(Stored data)
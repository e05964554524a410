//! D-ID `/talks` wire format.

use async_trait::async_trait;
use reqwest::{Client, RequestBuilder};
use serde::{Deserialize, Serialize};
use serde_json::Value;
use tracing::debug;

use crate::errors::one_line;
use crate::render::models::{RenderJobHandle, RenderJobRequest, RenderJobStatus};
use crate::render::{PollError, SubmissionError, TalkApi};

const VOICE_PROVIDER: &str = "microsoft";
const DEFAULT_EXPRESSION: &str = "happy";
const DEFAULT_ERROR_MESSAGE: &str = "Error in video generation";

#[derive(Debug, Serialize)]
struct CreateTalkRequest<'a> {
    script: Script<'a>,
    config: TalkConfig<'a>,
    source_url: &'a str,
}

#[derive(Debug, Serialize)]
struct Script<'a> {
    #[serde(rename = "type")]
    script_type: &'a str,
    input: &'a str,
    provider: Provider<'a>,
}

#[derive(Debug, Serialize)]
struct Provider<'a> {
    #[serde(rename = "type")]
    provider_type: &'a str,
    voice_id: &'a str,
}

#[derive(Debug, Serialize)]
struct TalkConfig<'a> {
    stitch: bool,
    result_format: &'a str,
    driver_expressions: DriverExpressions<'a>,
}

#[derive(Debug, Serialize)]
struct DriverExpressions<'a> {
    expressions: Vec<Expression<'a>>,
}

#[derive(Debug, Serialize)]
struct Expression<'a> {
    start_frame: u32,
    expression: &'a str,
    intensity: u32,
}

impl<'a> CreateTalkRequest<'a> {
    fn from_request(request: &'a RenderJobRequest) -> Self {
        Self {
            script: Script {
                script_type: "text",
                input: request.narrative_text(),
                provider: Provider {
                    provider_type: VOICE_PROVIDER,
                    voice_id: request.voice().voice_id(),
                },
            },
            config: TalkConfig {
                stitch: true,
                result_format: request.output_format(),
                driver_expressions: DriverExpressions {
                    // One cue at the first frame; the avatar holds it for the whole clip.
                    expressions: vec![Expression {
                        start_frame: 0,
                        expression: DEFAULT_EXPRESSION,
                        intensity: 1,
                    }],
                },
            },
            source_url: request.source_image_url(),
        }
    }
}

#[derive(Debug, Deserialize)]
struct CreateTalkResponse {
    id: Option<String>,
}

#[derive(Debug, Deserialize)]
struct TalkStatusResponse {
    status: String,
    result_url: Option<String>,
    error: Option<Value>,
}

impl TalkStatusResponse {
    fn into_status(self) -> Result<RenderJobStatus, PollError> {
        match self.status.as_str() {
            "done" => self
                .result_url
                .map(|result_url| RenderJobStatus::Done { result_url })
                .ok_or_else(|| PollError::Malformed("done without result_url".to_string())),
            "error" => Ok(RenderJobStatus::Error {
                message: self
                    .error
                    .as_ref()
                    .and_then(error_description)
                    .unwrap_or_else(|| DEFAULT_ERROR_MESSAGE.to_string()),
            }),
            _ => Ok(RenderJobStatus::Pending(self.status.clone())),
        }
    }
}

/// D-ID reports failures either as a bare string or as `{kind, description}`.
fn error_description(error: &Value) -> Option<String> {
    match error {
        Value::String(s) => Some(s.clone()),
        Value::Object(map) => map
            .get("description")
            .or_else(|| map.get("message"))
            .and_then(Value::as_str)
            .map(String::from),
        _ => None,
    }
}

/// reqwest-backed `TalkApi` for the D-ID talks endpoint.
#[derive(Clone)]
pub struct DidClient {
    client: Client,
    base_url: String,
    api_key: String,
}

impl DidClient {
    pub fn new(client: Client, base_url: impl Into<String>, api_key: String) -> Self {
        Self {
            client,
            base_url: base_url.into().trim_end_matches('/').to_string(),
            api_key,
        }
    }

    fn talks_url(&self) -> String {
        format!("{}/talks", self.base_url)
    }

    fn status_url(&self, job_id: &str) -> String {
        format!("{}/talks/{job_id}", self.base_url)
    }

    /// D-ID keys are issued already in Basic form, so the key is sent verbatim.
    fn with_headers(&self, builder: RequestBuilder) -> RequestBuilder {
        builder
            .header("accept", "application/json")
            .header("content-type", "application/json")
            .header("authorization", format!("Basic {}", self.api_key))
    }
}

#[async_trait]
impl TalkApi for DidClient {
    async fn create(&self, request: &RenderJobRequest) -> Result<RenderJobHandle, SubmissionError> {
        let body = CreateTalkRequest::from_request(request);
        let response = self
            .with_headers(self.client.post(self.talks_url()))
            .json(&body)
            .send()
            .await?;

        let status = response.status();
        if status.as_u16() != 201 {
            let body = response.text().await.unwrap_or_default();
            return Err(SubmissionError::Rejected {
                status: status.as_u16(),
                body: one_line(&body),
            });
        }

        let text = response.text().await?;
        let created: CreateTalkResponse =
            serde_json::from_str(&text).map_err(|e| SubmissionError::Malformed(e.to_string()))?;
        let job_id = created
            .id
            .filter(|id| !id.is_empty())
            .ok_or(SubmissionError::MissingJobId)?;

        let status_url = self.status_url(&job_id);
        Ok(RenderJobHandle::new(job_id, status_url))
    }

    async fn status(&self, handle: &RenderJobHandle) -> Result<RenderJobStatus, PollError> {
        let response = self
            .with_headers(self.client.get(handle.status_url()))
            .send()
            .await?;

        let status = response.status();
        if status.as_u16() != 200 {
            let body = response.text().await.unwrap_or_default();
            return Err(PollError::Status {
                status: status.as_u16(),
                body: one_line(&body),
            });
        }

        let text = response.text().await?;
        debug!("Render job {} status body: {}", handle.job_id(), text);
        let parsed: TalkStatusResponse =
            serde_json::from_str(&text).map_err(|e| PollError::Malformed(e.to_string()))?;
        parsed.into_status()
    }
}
==
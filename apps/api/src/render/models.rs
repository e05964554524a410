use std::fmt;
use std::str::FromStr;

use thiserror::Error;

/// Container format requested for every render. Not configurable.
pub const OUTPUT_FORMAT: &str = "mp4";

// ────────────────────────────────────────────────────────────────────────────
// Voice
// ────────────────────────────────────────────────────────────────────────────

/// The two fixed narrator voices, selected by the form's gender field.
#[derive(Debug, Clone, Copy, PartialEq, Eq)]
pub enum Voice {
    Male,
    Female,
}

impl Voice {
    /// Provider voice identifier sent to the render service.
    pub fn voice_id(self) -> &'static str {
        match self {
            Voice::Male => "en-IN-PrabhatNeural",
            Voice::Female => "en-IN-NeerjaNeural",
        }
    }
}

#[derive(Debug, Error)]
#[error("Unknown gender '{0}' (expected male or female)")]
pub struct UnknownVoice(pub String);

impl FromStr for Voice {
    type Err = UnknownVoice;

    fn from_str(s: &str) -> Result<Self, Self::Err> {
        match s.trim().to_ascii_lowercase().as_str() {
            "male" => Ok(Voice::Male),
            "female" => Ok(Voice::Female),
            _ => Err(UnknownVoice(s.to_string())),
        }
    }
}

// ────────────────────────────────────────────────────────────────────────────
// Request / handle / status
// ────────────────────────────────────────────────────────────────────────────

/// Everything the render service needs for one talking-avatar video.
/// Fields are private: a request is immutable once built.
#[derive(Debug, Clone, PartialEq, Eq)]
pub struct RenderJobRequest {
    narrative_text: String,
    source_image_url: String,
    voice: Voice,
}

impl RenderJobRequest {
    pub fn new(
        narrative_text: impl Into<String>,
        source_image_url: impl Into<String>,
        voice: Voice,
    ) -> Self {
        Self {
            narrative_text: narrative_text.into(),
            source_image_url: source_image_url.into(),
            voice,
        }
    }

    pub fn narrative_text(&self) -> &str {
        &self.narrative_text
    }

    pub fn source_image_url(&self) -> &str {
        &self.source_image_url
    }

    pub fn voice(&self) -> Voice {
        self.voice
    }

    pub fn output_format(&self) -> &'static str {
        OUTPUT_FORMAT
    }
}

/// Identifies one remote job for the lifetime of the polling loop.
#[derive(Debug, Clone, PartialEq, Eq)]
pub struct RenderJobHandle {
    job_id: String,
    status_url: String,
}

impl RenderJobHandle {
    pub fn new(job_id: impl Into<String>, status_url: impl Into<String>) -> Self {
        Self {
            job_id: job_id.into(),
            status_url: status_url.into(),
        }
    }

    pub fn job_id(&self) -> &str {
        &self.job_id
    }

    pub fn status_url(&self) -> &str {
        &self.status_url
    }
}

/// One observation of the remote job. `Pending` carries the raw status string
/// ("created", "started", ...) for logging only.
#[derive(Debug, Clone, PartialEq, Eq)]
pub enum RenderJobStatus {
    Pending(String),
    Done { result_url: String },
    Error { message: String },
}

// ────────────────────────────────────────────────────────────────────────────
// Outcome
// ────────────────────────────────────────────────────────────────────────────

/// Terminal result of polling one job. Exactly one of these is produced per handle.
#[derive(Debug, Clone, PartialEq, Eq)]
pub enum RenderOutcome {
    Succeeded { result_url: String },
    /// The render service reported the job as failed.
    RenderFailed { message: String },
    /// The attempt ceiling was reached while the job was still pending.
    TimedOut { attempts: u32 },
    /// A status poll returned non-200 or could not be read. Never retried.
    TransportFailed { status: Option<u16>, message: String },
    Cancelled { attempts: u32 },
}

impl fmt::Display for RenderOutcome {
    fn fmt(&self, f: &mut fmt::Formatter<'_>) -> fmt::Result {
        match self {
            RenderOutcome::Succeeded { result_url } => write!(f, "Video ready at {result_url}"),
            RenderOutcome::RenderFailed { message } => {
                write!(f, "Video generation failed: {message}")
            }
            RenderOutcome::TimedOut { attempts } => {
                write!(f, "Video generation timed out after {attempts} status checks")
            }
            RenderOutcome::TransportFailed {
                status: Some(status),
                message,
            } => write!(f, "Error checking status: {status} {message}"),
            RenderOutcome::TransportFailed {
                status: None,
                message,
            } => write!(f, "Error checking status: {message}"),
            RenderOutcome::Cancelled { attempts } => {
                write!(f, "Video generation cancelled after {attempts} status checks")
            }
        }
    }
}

◆ **Your instructions**
Across the records above, how many lines hold the string "checking"? The number alone will do.

◆ **Written answer**
2